A landowner gave away free grave plots for decades, but Channel 9's Steve Barrett found out that man's charity means no one is responsible for its upkeep

Courtney Lanier is searching for his great-grandfather, Harvey Martin, who is buried somewhere in the woods.

Lanier spends his weekends chopping through history one branch at a time. And he's already found plenty of surprises.

“When I looked down, I saw the last name, Grice, then I looked again (and it said) Lexy Grice. And she was my next door neighbor when I was a young man growing up in Sanford,” said Lanier.

And it's not just Lanier's history - it's the nation’s history.
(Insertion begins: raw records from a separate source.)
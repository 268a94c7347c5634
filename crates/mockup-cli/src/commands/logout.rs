//! Logout command implementation.

use anyhow::Result;

use super::open_store;
use crate::cli::Cli;
use crate::error::convert_client_error;
use crate::output::OutputFormatter;

pub fn execute(cli: &Cli, formatter: &dyn OutputFormatter) -> Result<()> {
    let credential = open_store(cli)?
        .logout()
        .map_err(convert_client_error)?;
    formatter.format_logout_result(&credential)
}
//! Extraction limits and policies for uploaded mockups.

/// Default ceiling on archive entries.
pub const DEFAULT_MAX_ENTRIES: usize = 1000;

/// Default cumulative decompressed-size ceiling (500 MB).
pub const DEFAULT_MAX_TOTAL_SIZE: u64 = 500 * 1024 * 1024;

/// What to do with an entry whose name resolves outside the version root.
#[derive(Debug, Clone, Copy, PartialEq, Eq, Default)]
pub enum UnsafeEntryPolicy {
    /// Skip the entry and keep extracting the rest of the archive.
    #[default]
    Skip,
    /// Fail the whole extraction with `PathTraversal`.
    Reject,
}

/// What to do when the version directory already exists.
#[derive(Debug, Clone, Copy, PartialEq, Eq, Default)]
pub enum ReextractPolicy {
    /// Add and overwrite files in the existing directory.
    #[default]
    Merge,
    /// Fail with `VersionExists` before touching the directory.
    Reject,
}

/// Limits applied to every extraction.
///
/// # Examples
///
/// ```
/// use mockup_core::ExtractionLimits;
///
/// let limits = ExtractionLimits::default();
/// assert_eq!(limits.max_entries, 1000);
///
/// let small = ExtractionLimits {
///     max_total_size: 1024,
///     ..Default::default()
/// };
/// assert_eq!(small.required_extension, "html");
/// ```
#[derive(Debug, Clone)]
pub struct ExtractionLimits {
    /// Maximum number of entries (files and directories) in an archive.
    pub max_entries: usize,

    /// Maximum cumulative decompressed bytes across all files.
    pub max_total_size: u64,

    /// Extension (without dot) at least one file must carry.
    pub required_extension: String,

    /// Handling of entries that escape the version root.
    pub unsafe_entry_policy: UnsafeEntryPolicy,

    /// Handling of uploads into an already-populated version.
    pub reextract_policy: ReextractPolicy,
}

impl Default for ExtractionLimits {
    fn default() -> Self {
        Self {
            max_entries: DEFAULT_MAX_ENTRIES,
            max_total_size: DEFAULT_MAX_TOTAL_SIZE,
            required_extension: "html".to_string(),
            unsafe_entry_policy: UnsafeEntryPolicy::Skip,
            reextract_policy: ReextractPolicy::Merge,
        }
    }
}

impl ExtractionLimits {
    /// Returns `true` if `name` ends with the required extension,
    /// compared case-insensitively.
    #[must_use]
    pub fn has_required_extension(&self, name: &str) -> bool {
        has_extension(name, &self.required_extension)
    }
}

/// Case-insensitive `.ext` suffix check on a raw name.
#[must_use]
pub fn has_extension(name: &str, extension: &str) -> bool {
    let suffix_len = extension.len() + 1;
    if name.len() < suffix_len || !name.is_char_boundary(name.len() - suffix_len) {
        return false;
    }
    let suffix = &name[name.len() - suffix_len..];
    suffix.starts_with('.') && suffix[1..].eq_ignore_ascii_case(extension)
}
Drew Bundini Brown, whose crypt was found in the old cemetery, created one of the most famous marketing lines: “Float like a butterfly, sting like a bee.”

Along with being Muhammad Ali's corner man, he wrote many of the poems the boxer used to taunt the competition.

Lanier and a group of dedicated volunteers come to the Page Jackson Cemetery two Saturdays a month, and almost every time they come, they find something special, including the plot for Zora Neale Hurston, the famed folk artist and author who claimed Eatonville as her home. The woods are filled with African-American history, so what's discovered brings immediate attention from local historical societies.

“I was going to Winn-Dixie and he texted me and I just made a U-turn and came on because I had to see it for myself,” said Francis Oliver of the Goldsboro Historical Society.

What might lie beyond the next branch is what motivates volunteers.

“A lot of veterans. We just found a World War II veteran again,” said Lanier.

“(In) this particular crypt is interred the first postmistress of Seminole County,” said volunteer Tom Ward.

It’s history lost for a brief time, but never forgotten or unrecoverable.